I remember making jokes with friends in high school, like, Oh yeah, my mom went crazy and threw the remote at me. And then she tried to pick up one of the bar stools. That was a little nuts. And I left the house and blah, blah. Hey, you guys want to go to the mall? I was just fucking normal. It shouldn’t be normal. Um, I don’t have kids. I’m not going to have kids. And I see the people that have kids and they’re like, I’m going to do everything different from what my parents did, but the fucking trauma is still there. It is still there no matter what. Then I want to bring this up because.
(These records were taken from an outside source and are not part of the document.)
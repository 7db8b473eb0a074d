//! Deepflow Match - investor matching and warm-introduction path finding
//!
//! Two engines share this crate: a weighted scorer that ranks investors for
//! a startup profile, and a breadth-first path finder that looks for
//! introduction chains through a founder's social graph.

pub mod config;
pub mod core;
pub mod error;
pub mod models;
pub mod routes;
pub mod services;

// Re-export commonly used types
pub use core::{Matcher, MatchOptions, PathFinder};
pub use error::EngineError;
pub use models::{
    ConnectionPath, FundingStage, Investor, InvestorMatch, MatchResponse, NetworkAnalysis, NetworkProfile,
    StartupProfile,
};
pub use services::{InvestorStore, SocialGraph};

#[cfg(test)]
mod tests {
    use super::*;

    #[test]
    fn test_library_exports() {
        let startup = StartupProfile::new("FinTech", FundingStage::Seed, 2_000_000.0, "New York");
        let response = Matcher::with_default_options()
            .find_matches(&startup, InvestorStore::seeded().all(), MatchOptions::default())
            .unwrap();
        assert!(response.matches.iter().all(|m| m.score >= 50));
    }
}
People do think that trauma is a thing that you can control where it’s a reflex, it’s a reaction that your body has because it’s within your body. Just like if you’re standing there, like you said about the saber-tooth tiger, most people can’t really relate to that, but I always chuckle with that because you think back to the Neanderthals that were like, fuck, this thing’s gonna eat me. What do I do? Run. But people now, like if you’re walking down the street and a buzz whizzed past you at 60 miles an hour, even if you didn’t get hit,
Roozbeh Khoshniat (10:50.579)
Uh-huh.
Nick McGowan (10:59.722)
Your body would react like it did that trauma response that reflects that just happens and anger is a part of that. So you think back to those situations and in some ways, I don’t know if it really matters what had happened before. It’s what you do with it now, how you process through it and how you relate and how you tie to it, what you brought up with like it could take you 30 minutes. It could take you three hours or longer to be able to actually simmer down.
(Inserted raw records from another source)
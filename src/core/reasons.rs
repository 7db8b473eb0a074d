use crate::models::{Investor, MatchDetails, StartupProfile};

const STRONG: u8 = 90;
const PARTIAL: u8 = 60;

pub const FALLBACK_REASON: &str = "General sector interest and investment criteria alignment";

/// Build human-readable reasons for a match, in a fixed order
///
/// Industry and stage report both strong and partial fits; amount and
/// location only report strong fits. The portfolio line is added whenever
/// the investor has one, regardless of score.
pub fn generate_reasons(
    startup: &StartupProfile,
    investor: &Investor,
    details: &MatchDetails,
) -> Vec<String> {
    let mut reasons = Vec::new();

    if details.industry_match >= STRONG {
        reasons.push(format!(
            "Perfect industry match: {} focuses on {}",
            investor.name, startup.industry
        ));
    } else if details.industry_match >= PARTIAL {
        reasons.push("Related sector interest: Investor has adjacent focus areas".to_string());
    }

    if details.stage_match >= STRONG {
        reasons.push(format!(
            "Stage alignment: {} actively invests in {}",
            investor.name, startup.stage
        ));
    } else if details.stage_match >= PARTIAL {
        reasons.push(format!(
            "Adjacent stage: Investor occasionally invests in {}",
            startup.stage
        ));
    }

    if details.amount_match >= STRONG {
        reasons.push(format!(
            "Investment range fit: ${:.1}M is within investor's typical range",
            startup.seeking_amount / 1_000_000.0
        ));
    }

    if details.location_match >= STRONG {
        reasons.push(format!("Geographic match: Investor active in {}", startup.location));
    }

    if !investor.portfolio.is_empty() {
        let highlights: Vec<&str> = investor.portfolio.iter().take(2).map(String::as_str).collect();
        reasons.push(format!(
            "Strong portfolio: {} companies including {}",
            investor.portfolio.len(),
            highlights.join(", ")
        ));
    }

    if reasons.is_empty() {
        reasons.push(FALLBACK_REASON.to_string());
    }

    reasons
}

#[cfg(test)]
mod tests {
    use super::*;
    use crate::models::{FundingStage, InvestmentRange};

    fn investor(portfolio: Vec<&str>) -> Investor {
        Investor {
            id: "6".to_string(),
            name: "James Anderson".to_string(),
            firm: "Y Combinator".to_string(),
            title: None,
            email: None,
            linkedin: None,
            focus: vec!["FinTech".to_string()],
            stages: vec![FundingStage::Seed],
            investment_range: InvestmentRange { min: 50_000.0, max: 500_000.0 },
            geographic_preferences: vec!["Global".to_string()],
            portfolio: portfolio.into_iter().map(String::from).collect(),
            thesis: None,
            actively_investing: true,
        }
    }

    fn details(industry: u8, stage: u8, amount: u8, location: u8) -> MatchDetails {
        MatchDetails {
            industry_match: industry,
            stage_match: stage,
            amount_match: amount,
            location_match: location,
        }
    }

    #[test]
    fn test_strong_reasons_in_order() {
        let startup = StartupProfile::new("FinTech", FundingStage::Seed, 300_000.0, "Berlin");
        let reasons = generate_reasons(&startup, &investor(vec![]), &details(100, 100, 100, 100));

        assert_eq!(
            reasons,
            vec![
                "Perfect industry match: James Anderson focuses on FinTech",
                "Stage alignment: James Anderson actively invests in Seed",
                "Investment range fit: $0.3M is within investor's typical range",
                "Geographic match: Investor active in Berlin",
            ]
        );
    }

    #[test]
    fn test_partial_reasons() {
        let startup = StartupProfile::new("AI/ML", FundingStage::SeriesA, 1_000_000.0, "Lagos");
        let reasons = generate_reasons(&startup, &investor(vec![]), &details(60, 70, 70, 60));

        assert_eq!(
            reasons,
            vec![
                "Related sector interest: Investor has adjacent focus areas",
                "Adjacent stage: Investor occasionally invests in Series A",
            ]
        );
    }

    #[test]
    fn test_portfolio_always_reported() {
        let startup = StartupProfile::new("CleanTech", FundingStage::GrowthEquity, 1.0, "Lagos");
        let reasons = generate_reasons(
            &startup,
            &investor(vec!["Airbnb", "Dropbox", "Stripe"]),
            &details(20, 10, 10, 30),
        );

        assert_eq!(reasons, vec!["Strong portfolio: 3 companies including Airbnb, Dropbox"]);
    }

    #[test]
    fn test_fallback_reason() {
        let startup = StartupProfile::new("CleanTech", FundingStage::GrowthEquity, 1.0, "Lagos");
        let reasons = generate_reasons(&startup, &investor(vec![]), &details(20, 10, 40, 30));

        assert_eq!(reasons, vec![FALLBACK_REASON]);
    }
}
kind of work through it. I think there are so many people that really don’t want to be honest. And they don’t want to talk about that. Something could happen at 830 in the morning on their way to the office. By two o’clock in the afternoon, they’re still fucking pissed. By the time they get home, wife’s like, Hey, honey, how was work? Fuck off. Or, you know, they just give some, some sort of vibe of like, I don’t even want to be here because they’re still just reeling with that. And it’s in their body.
Now you work with people through this, you actively work on this on your own, but what are the sort of things that you deal with or work through on a daily basis or even in those moments where you go, all right, this is trauma in my body. What do I do from here? What does that next step look like?
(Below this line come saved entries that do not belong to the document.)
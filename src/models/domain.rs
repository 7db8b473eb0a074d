use serde::{Deserialize, Serialize};
use std::fmt;
use std::str::FromStr;

/// Funding stage, ordered from earliest to latest
#[derive(Debug, Clone, Copy, PartialEq, Eq, PartialOrd, Ord, Hash, Serialize, Deserialize)]
pub enum FundingStage {
    #[serde(rename = "Pre-Seed")]
    PreSeed,
    #[serde(rename = "Seed")]
    Seed,
    #[serde(rename = "Series A")]
    SeriesA,
    #[serde(rename = "Series B")]
    SeriesB,
    #[serde(rename = "Series C")]
    SeriesC,
    #[serde(rename = "Series C+")]
    SeriesCPlus,
    #[serde(rename = "Growth Equity")]
    GrowthEquity,
}

impl FundingStage {
    pub fn as_str(&self) -> &'static str {
        match self {
            FundingStage::PreSeed => "Pre-Seed",
            FundingStage::Seed => "Seed",
            FundingStage::SeriesA => "Series A",
            FundingStage::SeriesB => "Series B",
            FundingStage::SeriesC => "Series C",
            FundingStage::SeriesCPlus => "Series C+",
            FundingStage::GrowthEquity => "Growth Equity",
        }
    }
}

impl fmt::Display for FundingStage {
    fn fmt(&self, f: &mut fmt::Formatter<'_>) -> fmt::Result {
        f.write_str(self.as_str())
    }
}

impl FromStr for FundingStage {
    type Err = String;

    fn from_str(s: &str) -> Result<Self, Self::Err> {
        crate::core::taxonomy::STAGE_ORDER
            .iter()
            .copied()
            .find(|stage| stage.as_str() == s.trim())
            .ok_or_else(|| format!("unknown funding stage '{}'", s))
    }
}

/// Inclusive investment range in dollars
#[derive(Debug, Clone, Copy, PartialEq, Serialize, Deserialize)]
pub struct InvestmentRange {
    pub min: f64,
    pub max: f64,
}

impl InvestmentRange {
    pub fn contains(&self, amount: f64) -> bool {
        amount >= self.min && amount <= self.max
    }

    /// Both bounds non-negative and `min <= max`
    pub fn is_valid(&self) -> bool {
        self.min >= 0.0 && self.min <= self.max
    }
}

/// Investor record as loaded into the candidate store
#[derive(Debug, Clone, Serialize, Deserialize)]
pub struct Investor {
    pub id: String,
    pub name: String,
    pub firm: String,
    #[serde(default)]
    pub title: Option<String>,
    #[serde(default)]
    pub email: Option<String>,
    #[serde(default)]
    pub linkedin: Option<String>,
    pub focus: Vec<String>,
    pub stages: Vec<FundingStage>,
    #[serde(rename = "investmentRange")]
    pub investment_range: InvestmentRange,
    #[serde(rename = "geographicPreferences", default)]
    pub geographic_preferences: Vec<String>,
    #[serde(default)]
    pub portfolio: Vec<String>,
    #[serde(default)]
    pub thesis: Option<String>,
    #[serde(rename = "activelyInvesting", default = "default_true")]
    pub actively_investing: bool,
}

fn default_true() -> bool { true }

/// Startup profile matched against the investor table
#[derive(Debug, Clone, Serialize, Deserialize)]
pub struct StartupProfile {
    #[serde(default)]
    pub name: Option<String>,
    pub industry: String,
    pub stage: FundingStage,
    #[serde(rename = "seekingAmount")]
    pub seeking_amount: f64,
    pub location: String,
    #[serde(default)]
    pub description: Option<String>,
    #[serde(rename = "teamSize", default)]
    pub team_size: Option<u32>,
    #[serde(default)]
    pub revenue: Option<f64>,
    #[serde(rename = "growthRate", default)]
    pub growth_rate: Option<f64>,
    #[serde(default)]
    pub technology: Option<Vec<String>>,
    #[serde(rename = "businessModel", default)]
    pub business_model: Option<String>,
}

impl StartupProfile {
    /// Minimal profile with only the required fields set
    pub fn new(
        industry: impl Into<String>,
        stage: FundingStage,
        seeking_amount: f64,
        location: impl Into<String>,
    ) -> Self {
        Self {
            name: None,
            industry: industry.into(),
            stage,
            seeking_amount,
            location: location.into(),
            description: None,
            team_size: None,
            revenue: None,
            growth_rate: None,
            technology: None,
            business_model: None,
        }
    }
}

/// Per-criterion sub-scores, each in [0, 100]
#[derive(Debug, Clone, Copy, PartialEq, Eq, Serialize, Deserialize)]
pub struct MatchDetails {
    #[serde(rename = "industryMatch")]
    pub industry_match: u8,
    #[serde(rename = "stageMatch")]
    pub stage_match: u8,
    #[serde(rename = "amountMatch")]
    pub amount_match: u8,
    #[serde(rename = "locationMatch")]
    pub location_match: u8,
}

/// One scored investor
#[derive(Debug, Clone, Serialize, Deserialize)]
pub struct InvestorMatch {
    pub investor: Investor,
    pub score: u8,
    pub reasons: Vec<String>,
    #[serde(rename = "matchDetails")]
    pub match_details: MatchDetails,
}

/// Scoring weights. Fixed constants, not configurable.
#[derive(Debug, Clone, Copy)]
pub struct ScoringWeights {
    pub industry: f64,
    pub stage: f64,
    pub amount: f64,
    pub location: f64,
    pub primary: f64,
    pub secondary: f64,
}

pub const SCORING_WEIGHTS: ScoringWeights = ScoringWeights {
    industry: 0.3,
    stage: 0.25,
    amount: 0.15,
    location: 0.1,
    primary: 0.8,
    secondary: 0.2,
};

/// Person in the social graph
#[derive(Debug, Clone, PartialEq, Serialize, Deserialize)]
pub struct NetworkProfile {
    pub id: String,
    pub name: String,
    #[serde(default)]
    pub title: Option<String>,
    #[serde(default)]
    pub company: Option<String>,
    #[serde(default)]
    pub location: Option<String>,
    #[serde(rename = "linkedinUrl", default)]
    pub linkedin_url: Option<String>,
    #[serde(default)]
    pub connections: u32,
}

/// A simple path from founder to target through the social graph
#[derive(Debug, Clone, Serialize, Deserialize)]
pub struct ConnectionPath {
    pub target: NetworkProfile,
    pub path: Vec<NetworkProfile>,
    pub degree: usize,
    pub strength: u8,
    #[serde(rename = "mutualConnections")]
    pub mutual_connections: Vec<NetworkProfile>,
    #[serde(rename = "recommendedApproach")]
    pub recommended_approach: String,
}

impl ConnectionPath {
    /// Profiles strictly between the two endpoints
    pub fn intermediaries(&self) -> &[NetworkProfile] {
        if self.path.len() <= 2 {
            return &[];
        }
        &self.path[1..self.path.len() - 1]
    }
}

/// Reachability analysis for a single target
#[derive(Debug, Clone, Serialize, Deserialize)]
pub struct NetworkAnalysis {
    pub target: String,
    #[serde(rename = "targetProfile")]
    pub target_profile: NetworkProfile,
    pub reachable: bool,
    #[serde(rename = "bestPath", skip_serializing_if = "Option::is_none", default)]
    pub best_path: Option<ConnectionPath>,
    #[serde(rename = "alternativePaths")]
    pub alternative_paths: Vec<ConnectionPath>,
    pub recommendations: Vec<String>,
}

/// All discovered paths between two profiles, for visualization
#[derive(Debug, Clone, Serialize, Deserialize)]
pub struct NetworkGraph {
    pub founder: NetworkProfile,
    pub investor: NetworkProfile,
    pub paths: Vec<ConnectionPath>,
    #[serde(rename = "shortestPath")]
    pub shortest_path: Option<ConnectionPath>,
    #[serde(rename = "totalPaths")]
    pub total_paths: usize,
}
Roozbeh Khoshniat (12:12.131)
I don’t call it trauma in my body. I mean, because it’s hard for me. I’m still learning. Even again, living with a therapist for almost 19 years, I know her. We literally celebrated our 19th anniversary of meeting each other in December. And, um, I still don’t call it PTSD or trauma because to me, PTSD, again, I’m. I grew up during the war in Iran and I came to the States and I went back and I remember having teachers that.
Nick McGowan (12:27.086)
Thanks.
Roozbeh Khoshniat (12:42.899)
They went to war, just like the veterans of the United States. I’m not comparing, you know, two different countries. I don’t want anybody to come back and, you know, just send hate messages. But I’m talking about a person that served. You go, you serve, and I served myself for six months back then. In Iran, they’re in the war. But you serve, you come back, and you’re trying to live a normal life. And I saw these, you want to call them veterans, or people that has…
Nick McGowan (13:06.871)
Mm.
Roozbeh Khoshniat (13:13.167)
were during the war, they would come back to school and all it was like, I don’t know, one of the kids would misbehave and it would remind them of what happened. And this person would just, that’s what PTSD registered for me, right? Is that PTSD for me was always, and then when my wife was like a lot of times like, hey, this is PTSD, this is trauma, this is trauma. I’m like, what do you mean trauma? Trauma is like, that’s what like, you know, level, that’s what registered for me. And I…
Nick McGowan (13:25.878)
Hmm, okay.
Roozbeh Khoshniat (13:40.967)
Learning a lot more and like you’re like like, you know about kids you’re talking about it takes a lot of work because You grew up around a narcissistic parent. You grew up around a person that First off nothing my mom She left us You know This is 17 she passed on and But my dad is still around I don’t go blaming him
Nick McGowan (14:02.412)
Hmm.
Roozbeh Khoshniat (14:08.787)
But I look at him and I’m like, I forgive you as much as I can, but here’s the thing, kids don’t come with manuals. I’m not saying them hitting, yelling, screaming, running around with a knife after you, trying to have you calm down, because that was the first thing that came into their mind. We have to remember what kind of shit they went through, that they’re acting like this. But for me as a parent, but for me as…
Nick McGowan (14:17.956)
Mm-hmm.
Nick McGowan (14:33.676)
Yeah.
Roozbeh Khoshniat (14:37.671)
person that has been screwed over in the business or I trusted someone and they f me up and I’m trying to rebuild that trust or rework around it you know I literally hated my dad when I was a kid and he would just literally like yell smack and it would turn into a physical alteration and it was all about me putting my legs up
on the table, not on the table, like I’m like literally like sitting like this and he would see it, or I would eat with my hands, right? Now here’s the thing, I sit down and again, this is when I can control my amygdala, this is where I can control my, manage my emotions, I sit down and tell myself, well hold on, why is this guy so traumatized? He did not grow up in Tehran, my dad grew up in the province of Iran, right, in kind of like, you know, the outskirts of the villages, right? And
Nick McGowan (15:05.396)
Yeah.
Nick McGowan (15:27.694)
Hmm.
Roozbeh Khoshniat (15:30.823)
The culture that he came from, he tried to live in a very higher culture. So he must have dealt with a lot of trauma like, hey, sit like this, do like this, because in the villages they don’t have chairs, they still sit on the floor, they still might use their hands and eat. He went through that, he tried to change, and when it came to me once, twice, I’m an ADHD, can you not play with my food? Use your floor, do this, do this, and don’t eat like this. Now…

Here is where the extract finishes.